The control by video surveillance in the workplace and the principle of transparency ^
Today, there is a changing of the legal landscape of the right of the employer to control and monitor employees behavior and the possibilities for infringing on privacy in the workplace are greater than ever before. Employers are increasingly keeping track of employees via many forms of electronic means and can monitor and control virtually every aspect of an employee’s working time – from psychological tests to web-browsing records, video surveillance, keystroke monitoring, genetic testing, RFID, control of electronic communications and online social networks and global positioning systems, among others4. And if the employee monitoring is not new, the ability to monitor has become greatly expanded due to advances in technology5. So, it seems very important to protect personal data and privacy of individuals. And nowadays any content including personal data, be it in the form of texts or audiovisual materials, can instantly and permanently be made accessible in digital format worldwide. The internet has revolutionized our lives by removing technical and institutional barriers to dissemination and reception of information, and has created a platform for various information society services. These benefit consumers, undertakings and society at large6. But, at the same time, this has given rise to unprecedented cases in which a balance has to be struck between various fundamental rights, such as freedom of expression, freedom of information, on one hand, and protection of personal data and the privacy of individuals, on the other7.
These days data from cameras is more likely to be in digital form, and as such can be stored on an indefinite basis along with other digitised data. Potentially, for example, digitised data from surveillance cameras focused on individual employees could be linked to other digital data on that individual, for example HR data or data taken from email monitoring or recorded telephone conversations, forming a very powerful integrated set of information available to an employer9. And, at the same time that cameras are shrinking in size and cost, their capabilities are expanding10.

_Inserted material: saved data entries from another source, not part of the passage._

//! Integration tests for autodoc

mod harness;

use harness::{TestWorkspace, alpha_beta_module, run_autodoc};

const OUTPUT: &str = "AutoDocumentationMethods.csv";

#[test]
fn test_select_one_type_then_stop() {
    let workspace = TestWorkspace::new();
    workspace.write_manifest("greek.json", &alpha_beta_module());

    let (stdout, stderr, success) =
        run_autodoc(workspace.path(), &["--manifest", "greek.json"], "1\nN\n");
    assert!(success, "autodoc should succeed: {}", stderr);

    assert!(stdout.contains("1.) Alpha\n"), "menu: {}", stdout);
    assert!(stdout.contains("2.) Beta\n"), "menu: {}", stdout);
    assert!(stdout.contains("3.) Print all methods\n"), "menu: {}", stdout);
    assert!(stdout.contains("---Alpha---\n"));
    assert!(stdout.contains("Describe - Public\n"));
    assert!(stdout.contains("Validate - Non-Public\n"));
    assert!(stdout.trim_end().ends_with("Continue? (Y/N):"));

    assert_eq!(
        workspace.read(OUTPUT).unwrap(),
        "Alpha,Describe,Alpha,False,True\nAlpha,Validate,Alpha,False,False\n"
    );
}

#[test]
fn test_previous_output_removed_at_startup() {
    let workspace = TestWorkspace::new();
    workspace.write_manifest("greek.json", &alpha_beta_module());
    workspace.add_file(OUTPUT, "old,record,from,last,run\n");

    let (_stdout, _stderr, success) =
        run_autodoc(workspace.path(), &["--manifest", "greek.json"], "2\nN\n");
    assert!(success);

    let content = workspace.read(OUTPUT).unwrap();
    assert!(!content.contains("old,record"), "stale content: {}", content);
    assert_eq!(content, "Beta,Describe,Alpha,True,True\nBeta,Reset,Beta,False,False\n");
}

#[test]
fn test_print_all_then_continue() {
    let workspace = TestWorkspace::new();
    workspace.write_manifest("greek.json", &alpha_beta_module());

    let (stdout, _stderr, success) = run_autodoc(
        workspace.path(),
        &["--manifest", "greek.json"],
        "3\nY\n1\nn\n",
    );
    assert!(success);
    assert!(stdout.contains("---Beta---"));
    assert_eq!(stdout.matches("---MODULE TYPES---").count(), 2);

    let content = workspace.read(OUTPUT).unwrap();
    assert_eq!(content.lines().count(), 7, "records: {}", content);
    assert!(content.lines().all(|line| line.split(',').count() == 5));
}

#[test]
fn test_custom_output_location() {
    let workspace = TestWorkspace::new();
    workspace.write_manifest("greek.json", &alpha_beta_module());
    workspace.add_file("docs/.keep", "");

    let (_stdout, stderr, success) = run_autodoc(
        workspace.path(),
        &[
            "--manifest",
            "greek.json",
            "--output-dir",
            "docs",
            "--base-name",
            "greek",
        ],
        "1\nN\n",
    );
    assert!(success, "{}", stderr);
    assert!(workspace.read("docs/greek.csv").is_some());
    assert!(workspace.read(OUTPUT).is_none());
}

#[test]
fn test_batch_mode_documents_everything() {
    let workspace = TestWorkspace::new();
    workspace.write_manifest("greek.json", &alpha_beta_module());

    let (stdout, _stderr, success) =
        run_autodoc(workspace.path(), &["--manifest", "greek.json", "--all"], "");
    assert!(success);
    assert!(!stdout.contains("Continue?"));
    assert!(!stdout.contains("<Alpha>d__1"));
    assert_eq!(workspace.read(OUTPUT).unwrap().lines().count(), 5);
}

#[test]
fn test_details_flag() {
    let workspace = TestWorkspace::new();
    workspace.write_manifest("greek.json", &alpha_beta_module());

    let (stdout, _stderr, success) = run_autodoc(
        workspace.path(),
        &["--manifest", "greek.json", "--details"],
        "1\nN\n",
    );
    assert!(success);
    assert!(stdout.contains("Alpha.Describe() - Public\n"), "{}", stdout);
    assert!(stdout.contains("IsVirtual = True"), "{}", stdout);
}

#[test]
fn test_builtin_module_by_default() {
    let workspace = TestWorkspace::new();

    let (stdout, _stderr, success) = run_autodoc(workspace.path(), &[], "1\nN\n");
    assert!(success);
    assert!(stdout.contains("1.) Error\n"), "{}", stdout);
    assert!(stdout.contains("Print all methods"));
    assert!(!stdout.contains("{{closure}}"));
}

Another very important principle is the principle that data must be adequate and proportionate to the purposes. This principle means, in the first place, that CCTV and similar video surveillance equipment may only be deployed on a subsidiary basis, that is to say for purposes that actually justify recourse to such systems. The principle under which data must be adequate, relevant and not excessive entails careful assessment of the proportionality of the arrangements applying to the data processing once the lawfulness of the latter has been validated12. The filming arrangements will have to be taken into account in the first place, by having regard, in particular, to the following issues: the visual angle as related to the purposes sought the type of equipment used for filming, concrete installation arrangements, possibility of magnifying and/or zooming in images either at the time the latter are filmed or thereafter, it is necessary to consider the decision to be taken as to retention of images and retention period. This latter one has to be quite short and in line with the specific features of the individual case.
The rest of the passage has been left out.